Married Western graduates find personal and professional fulfillment in rural medicine

She’s a specialist surgeon, he’s an emergency nurse-practitioner and midwife – and together they’ve found their professional and personal community in western NSW. Words by Katrina Lobley.

When Angelina Di Re and David Douglass met and fell in love while working at Blacktown hospital, it turned out they had something in common: they’d both studied at Western Sydney University.

Their paths, though, hadn’t crossed on campus. Angelina was part of Western’s first Bachelor of Medicine/Bachelor of Surgery cohort in 2007. “I was at Liverpool TAFE for the first year because the medical school hadn’t been built yet and then the Campbelltown campus,” recalls Angelina, who today also holds a Master of Surgery. “We loved it in our first year because we were a small cohort of students. We became very close and started a lot of things – there was a boot camp and I was also part of the newsletter. It was a lot of fun and many of us are still good friends and we’re still in touch to this day. When we graduated, we went on a trip to Fiji – out of 90 of us who graduated, 60 went on this trip.”

David, meanwhile, had completed his nursing degree at Western’s Parramatta campus and was working as a clinical nurse educator within Blacktown’s emergency department. An interest in aero-medical nursing later saw him take time out from educating to complete a Graduate Diploma in Midwifery – or “midi”, as he calls it. "I was always interested in doing aeromedical retrieval flight nursing and … in NSW, the only way to do that is [aboard] fixed-wing [aircraft]”.

His love of aviation runs so deep that “I was going to get my pilot’s license but then Ange said she wouldn’t jump in the plane with me” due to her fear of flying. “It’d be a lonely hobby so it scratches my itch when I jump in a plane,” he says.

Today he’s following his twin passions of nursing and aviation at Dubbo, a major regional city on NSW’s western plains where he and Angelina, who married in 2016, and their two young children live on a 2.5-hectare property. David splits his working life between Dubbo Base Hospital, where he’s an emergency nurse-practitioner, and the Royal Flying Doctor Service. “I’ve transitioned recently into a primary education role there but on the clinical side we do a mixture of flight nurse-only missions and retrievals with a medical officer that can be anything from acute coronary syndrome to trauma, as well as a lot of mental health,” he says. “Helicopters tend to do a lot more roadside trauma because they can land pad to pad whereas we need to land at an airport. It’s a pretty good office, that’s for sure.”

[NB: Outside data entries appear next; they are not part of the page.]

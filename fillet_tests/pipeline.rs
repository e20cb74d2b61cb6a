use crate::common::{FakeMetrics, FlakySink};

use fillet::pipeline::{default_capacity, PipelineWriter};
use fillet::retry::RetryPolicy;
use fillet::sink::MemorySink;
use fillet::source::{FnSource, RepeatSource};
use fillet::{Bound, WriteOptions};

use std::sync::atomic::{AtomicUsize, Ordering};
use std::sync::Arc;

#[test]
fn size_bound_is_exact() {
    let metrics = FakeMetrics::with_cpus(4);
    let opts = WriteOptions::default();
    for &capacity in &[1usize, 4] {
        for &producers in &[1usize, 3] {
            for &size in &[0u64, 1, 332, 333, 10_000] {
                let mut source = RepeatSource::new(vec![b'p'; 333]);
                let mut sink = MemorySink::default();
                let outcome = PipelineWriter::new(&opts, producers, capacity, &metrics)
                    .write(&mut source, &mut sink, Bound::Size(size))
                    .unwrap();
                assert_eq!(outcome.written, size);
                assert_eq!(sink.data.len() as u64, size);
            }
        }
    }
}

#[test]
fn count_bound_pulls_exactly_n_chunks() {
    let metrics = FakeMetrics::with_cpus(4);
    let opts = WriteOptions::default();
    let calls = Arc::new(AtomicUsize::new(0));
    let counter = calls.clone();
    let mut source = FnSource(move || {
        counter.fetch_add(1, Ordering::SeqCst);
        Ok(b"token ".to_vec())
    });
    let mut sink = MemorySink::default();
    let bound = Bound::Count {
        count: 250,
        size_cap: None,
    };
    let outcome = PipelineWriter::new(&opts, 3, 2, &metrics)
        .write(&mut source, &mut sink, bound)
        .unwrap();
    assert_eq!(calls.load(Ordering::SeqCst), 250);
    assert_eq!(outcome.chunks, 250);
    assert_eq!(sink.data, b"token ".repeat(250));
}

#[test]
fn single_producer_keeps_source_order() {
    let metrics = FakeMetrics::new();
    let opts = WriteOptions::default();
    let mut next = 0u8;
    let mut source = FnSource(move || {
        let chunk = vec![next, next.wrapping_add(1)];
        next = next.wrapping_add(2);
        Ok(chunk)
    });
    let mut sink = MemorySink::default();
    PipelineWriter::new(&opts, 1, 1, &metrics)
        .write(&mut source, &mut sink, Bound::Size(200))
        .unwrap();
    let expected: Vec<u8> = (0..200).map(|i| i as u8).collect();
    assert_eq!(sink.data, expected);
}

#[test]
fn producer_error_stops_the_writer() {
    let metrics = FakeMetrics::with_cpus(2);
    let opts = WriteOptions::default();
    let calls = Arc::new(AtomicUsize::new(0));
    let counter = calls.clone();
    let mut source = FnSource(move || {
        if counter.fetch_add(1, Ordering::SeqCst) >= 10 {
            Err(fillet::Error::from("generator failed"))
        } else {
            Ok(vec![3u8; 16])
        }
    });
    let mut sink = MemorySink::default();
    let err = PipelineWriter::new(&opts, 2, 1, &metrics)
        .write(&mut source, &mut sink, Bound::Size(1 << 20))
        .unwrap_err();
    assert_eq!(err.to_string(), "generator failed");
    assert!(sink.data.len() <= 160);
}

#[test]
fn write_error_unblocks_producers() {
    let metrics = FakeMetrics::with_cpus(2);
    let opts = WriteOptions {
        retry: RetryPolicy {
            io_retries: 0,
            ..RetryPolicy::default()
        },
        ..WriteOptions::default()
    };
    let mut source = RepeatSource::new(vec![4u8; 64]);
    let mut sink = FlakySink::new(u32::max_value());
    assert!(PipelineWriter::new(&opts, 2, 1, &metrics)
        .write(&mut source, &mut sink, Bound::Size(1 << 20))
        .is_err());
    assert_eq!(sink.attempts, 1);
}

#[test]
fn queue_depth_defaults() {
    assert_eq!(default_capacity(64 * 1024), 16);
    assert_eq!(default_capacity(1024 * 1024), 8);
    assert_eq!(default_capacity(1024), 1024);
    assert_eq!(default_capacity(0), 1024 * 1024);
}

Angelina works as a colorectal and general surgeon at Dubbo’s two hospitals and visits Mudgee District Hospital. Dubbo, she says, has “great services like the Western Cancer Care Centre and state-of-the-art facilities”. “Patients come from Lightning Ridge, Brewarrina, Walgett – we’re the major referral centre and they’re from all different walks of life with different levels of health literacy,” she says. “I enjoy the pathology and the operating and the non-cancer side of things – what we call proctology. Haemorrhoids, anal fistulas and fissures are all very common.

“People probably think, ‘Oh, you’re a bum doctor’ but we do cancer work as well. Bowel cancer rates across Australia are increasing – it’s currently the third most common cancer – and we’re seeing younger and younger patients. We’ve had a run of cancer patients in their 30s with no family history. They’re shell-shocked - with one, we had to talk him through issues like sperm-banking and fertility.”

But what drew her to this specialty in the first place? “When I was a student, I had very good mentors who were colorectal surgeons as well – that played a part,” she says. Angelina is now in a position to inspire the next generation as she’s also in charge of general surgical rounds for medical students.

Some of her patients, however, initially “don’t realise I’m a surgeon, which is quite funny”. “I probably don’t fit the stereotype,” she says. “I’m 37 and I like my nice things and nice clothes – but you can still be girly and a surgeon if you want to be.” Outside of work, she enjoys Pilates, reading and Lego.

Angelina and David also have no plans to swap country life for big city lights. “I’ve had two kids in Dubbo and people are interested in you as a person and your family,” says Angelina. “They give you gifts, your colleagues and friends here become family, you see a lot of interesting stuff work-wise and you get to spend time with your kids and each other. We picked to come here - we enjoy the lifestyle and it’s a good community.”

Likewise, David says: “When Ange was first coming here for training, we never thought we’d live in Dubbo but the hospital is quite forward-thinking. It could easily rest on its laurels but there’s a crazy amount of pathology that you wouldn’t see elsewhere. Selfishly, I also get more of Ange in Dubbo than I would if we lived anywhere else.”